Их явно волнует и мучает мысль: попробовать
— Шить!
— Нам!.. Тебе!.. Мне!.. Всем!..
— Довольно войн! Эх!.. Воевать глупо!.. Больше того… Хуже…
Эта смутная мысль, этот отрывистый ропот порождает отклик… Кто-то поднимает голову, увенчанную грязью, и, открыв рот на самом уровне земли, произносит:
— Сражаются две армии: это кончает самоубийством единая великая армия!
— Да и кто мы такие вот уже два года? Несчастные, невообразимо несчастные люди, да еще и дикари, бандиты, мерзавцы, скоты!
— Хуже! — бормочет солдат, не находя другого выражения.
— Да, согласен!
В это скорбное утро люди, измученные усталостью, иссеченные дождем, потрясенные целой ночью грохота, уцелев от извержения вулкана и наводнения, начинают постигать, до какой степени война и физически и нравственно отвратительна; она не только насилует здравый смысл, опошляет великие идеи, толкает на всяческие преступления, но и развивает все дурные инстинкты: себялюбие доходит до жестокости, жестокость — до садизма, потребность наслаждаться граничит с безумием.
Они представляют себе все это, как недавно смутно представляли свои бедствия. Их гнев рвется наружу; они пробуют выразить его словами, стонут, орут. Они как бы силятся освободиться от заблуждения, от невежества, которое пятнает их душу, как грязь — тело, и хотят наконец узнать, за что эта кара.
— Так как же? — восклицает кто-то.
— Как же? — повторяет другой еще настойчивей.
Ветер потрясает затопленные пространства и человеческие глыбы, простертые или коленопреклоненные, неподвижные, словно камни и плиты.
— Войн больше не будет, когда не будет больше Германии! — кричит какой-то солдат.
— Нет, не так надо сказать! — восклицает другой. — Это еще не все.
Завывание ветра почти заглушает эти слова, тогда солдат поднимает голову и повторяет их.
— Германия и милитаризм одно и то же! — яростно отчеканивает другой. Это немцы захотели воевать и подготовили войну. Германия — это милитаризм.
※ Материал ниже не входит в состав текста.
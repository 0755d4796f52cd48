// Prompts for career pattern analysis. Placeholders in {braces} are filled with `.replace`.

pub const PATTERN_ANALYZER_SYSTEM: &str = r#"You are a career strategist who reads a candidate's interview and application history and finds the patterns behind their results.

Return a JSON object:
{
  "summary": "string",            // 2-3 sentences on where the search stands
  "patterns": ["string"],         // recurring trends across interviews and applications
  "strengths": ["string"],
  "weaknesses": ["string"],
  "rootCauses": ["string"],       // why the weaknesses happen, not just what they are
  "recommendations": ["string"],  // concrete and specific to this candidate
  "actionPlan": {
    "thisMonth": ["string"],
    "nextMonth": ["string"]
  }
}

Base every point on the data provided. If the history is thin, say so and recommend how to gather more signal."#;

pub const PATTERN_ANALYZER_PROMPT: &str = r#"Analyze the following career data and provide pattern insights:

Interview History: {interview_history}

Application History: {application_history}

User Profile:
- Skills: {skills}
- Target Roles: {target_roles}
- Experience: {experience}

Provide detailed analysis with patterns, root causes, and actionable recommendations.
Remember: Return ONLY valid JSON, no markdown formatting."#;
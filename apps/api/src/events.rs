//! Product event log: the signed-in user records what they did, one row per event.

use axum::{extract::State, Json};
use chrono::{DateTime, Utc};
use serde::{Deserialize, Serialize};
use serde_json::Value;
use sqlx::{FromRow, PgPool};
use tracing::{debug, warn};
use uuid::Uuid;

use crate::auth::AuthUser;
use crate::errors::AppError;
use crate::state::AppState;

/// Body as sent. Fields stay untyped so a wrong type is a 400 with a clear
/// message rather than a body rejection.
#[derive(Debug, Default, Deserialize)]
pub struct EventRequest {
    #[serde(default)]
    pub category: Value,
    #[serde(default)]
    pub action: Value,
    #[serde(default)]
    pub context: Value,
}

/// A validated event ready for insert.
#[derive(Debug, Clone, PartialEq)]
pub struct NewEvent {
    pub category: String,
    pub action: String,
    pub context: Option<Value>,
}

impl EventRequest {
    pub fn validate(self) -> Result<NewEvent, AppError> {
        let (Value::String(category), Value::String(action)) = (self.category, self.action) else {
            return Err(AppError::Validation(
                "category and action are required strings".to_string(),
            ));
        };
        let context = match self.context {
            Value::Null => None,
            ctx @ Value::Object(_) => Some(ctx),
            _ => {
                return Err(AppError::Validation(
                    "context must be an object when provided".to_string(),
                ))
            }
        };
        Ok(NewEvent {
            category,
            action,
            context,
        })
    }
}

#[derive(Debug, Clone, Serialize, FromRow)]
pub struct LoggedEvent {
    pub id: Uuid,
    pub created_at: DateTime<Utc>,
}

pub async fn log_event(
    db: &PgPool,
    user_id: Uuid,
    event: &NewEvent,
) -> Result<LoggedEvent, sqlx::Error> {
    sqlx::query_as(
        r#"
        INSERT INTO events (user_id, category, action, context)
        VALUES ($1, $2, $3, $4)
        RETURNING id, created_at
        "#,
    )
    .bind(user_id)
    .bind(&event.category)
    .bind(&event.action)
    .bind(event.context.as_ref().map(sqlx::types::Json))
    .fetch_one(db)
    .await
}

/// POST /api/events/log
pub async fn handle_log_event(
    State(state): State<AppState>,
    user: AuthUser,
    Json(req): Json<EventRequest>,
) -> Result<Json<LoggedEvent>, AppError> {
    let event = req.validate()?;
    let logged = log_event(&state.db, user.id, &event).await.map_err(|e| {
        warn!("Failed to log event {}/{}", event.category, event.action);
        AppError::Database(e)
    })?;
    debug!(
        "Logged event {} ({}/{}) for user {}",
        logged.id, event.category, event.action, user.id
    );
    Ok(Json(logged))
}
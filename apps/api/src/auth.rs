//! Request authentication.
//!
//! Every user-scoped route takes an `AuthUser` extractor. The bearer token is
//! checked against Supabase Auth; any failure becomes a 401 before the handler runs.

use async_trait::async_trait;
use axum::{
    extract::FromRequestParts,
    http::{header, request::Parts},
};
use reqwest::Client;
use serde::Deserialize;
use thiserror::Error;
use tracing::{debug, warn};
use uuid::Uuid;

use crate::config::Config;
use crate::errors::AppError;
use crate::state::AppState;

const VERIFY_TIMEOUT_SECS: u64 = 10;

#[derive(Debug, Error)]
pub enum AuthError {
    #[error("missing bearer token")]
    MissingToken,

    #[error("token rejected (status {0})")]
    Rejected(u16),

    #[error("auth request failed: {0}")]
    Http(#[from] reqwest::Error),

    #[error("auth response has an invalid user id: {0}")]
    InvalidUserId(String),
}

/// The authenticated caller. All memory reads and writes are scoped to `id`.
#[derive(Debug, Clone, PartialEq, Eq)]
pub struct AuthUser {
    pub id: Uuid,
    pub email: Option<String>,
}

/// Resolves a bearer token to a user.
#[async_trait]
pub trait TokenVerifier: Send + Sync {
    async fn verify(&self, token: &str) -> Result<AuthUser, AuthError>;
}

#[derive(Debug, Deserialize)]
struct SupabaseUser {
    id: String,
    email: Option<String>,
}

/// Verifies access tokens with `GET {SUPABASE_URL}/auth/v1/user`.
#[derive(Clone)]
pub struct SupabaseAuth {
    client: Client,
    base_url: String,
    anon_key: String,
}

impl SupabaseAuth {
    pub fn new(config: &Config) -> Result<Self, AuthError> {
        Ok(Self {
            client: Client::builder()
                .timeout(std::time::Duration::from_secs(VERIFY_TIMEOUT_SECS))
                .build()?,
            base_url: config.supabase_url.trim_end_matches('/').to_string(),
            anon_key: config.supabase_anon_key.clone(),
        })
    }

    fn user_endpoint(&self) -> String {
        format!("{}/auth/v1/user", self.base_url)
    }
}

#[async_trait]
impl TokenVerifier for SupabaseAuth {
    async fn verify(&self, token: &str) -> Result<AuthUser, AuthError> {
        let response = self
            .client
            .get(self.user_endpoint())
            .header("apikey", &self.anon_key)
            .bearer_auth(token)
            .send()
            .await?;

        let status = response.status();
        if !status.is_success() {
            return Err(AuthError::Rejected(status.as_u16()));
        }

        let user: SupabaseUser = response.json().await?;
        let id = Uuid::parse_str(&user.id).map_err(|_| AuthError::InvalidUserId(user.id))?;
        Ok(AuthUser {
            id,
            email: user.email,
        })
    }
}

/// Pulls the token out of `Authorization: Bearer <token>`.
pub fn bearer_token(parts: &Parts) -> Option<&str> {
    parts
        .headers
        .get(header::AUTHORIZATION)?
        .to_str()
        .ok()?
        .strip_prefix("Bearer ")
        .map(str::trim)
        .filter(|t| !t.is_empty())
}

#[async_trait]
impl FromRequestParts<AppState> for AuthUser {
    type Rejection = AppError;

    async fn from_request_parts(parts: &mut Parts, state: &AppState) -> Result<Self, Self::Rejection> {
        let token = bearer_token(parts).ok_or_else(|| {
            debug!("{} {}: {}", parts.method, parts.uri.path(), AuthError::MissingToken);
            AppError::Unauthorized
        })?;

        let user = state.auth.verify(token).await.map_err(|e| {
            warn!("Authentication failed for {}: {e}", parts.uri.path());
            AppError::Unauthorized
        })?;
        debug!(
            "Authenticated {} ({})",
            user.id,
            user.email.as_deref().unwrap_or("no email")
        );
        Ok(user)
    }
}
— Милитаризм… — повторяет другой.
— А что это такое? — спрашивают его.
— Это… это значит быть разбойниками.
— Да. Ты вот говоришь, что сегодня милитаризм зовется Германией. А завтра как его будут звать?
— Не знаю, — отвечает кто-то низким голосом, звучащим, как голос пророка.
— Надо… Надо…
— Надо драться! — хрипло бурчит какая-то глыба, которая со времени нашего пробуждения каменела во всепожирающей грязи. — Надо! (Это тело грузно переворачивается.) Надо отдать все, что у нас есть, наши силы, нашу шкуру, наше сердце, всю нашу жизнь, все радости, что нам еще остались! За это каторжное существование надо еще хвататься обеими руками. Надо все вынести, даже несправедливость, которая царит кругом, и позор, и всю мерзость, надо целиком отдаться войне, чтобы победить! Но если надо принести такую жертву, — в отчаянии прибавляет человек-глыба, повернувшись еще раз, — то потому, что мы воюем ради всеобщего блага, а не ради какой-нибудь страны, против заблуждения, а не против какой-нибудь страны.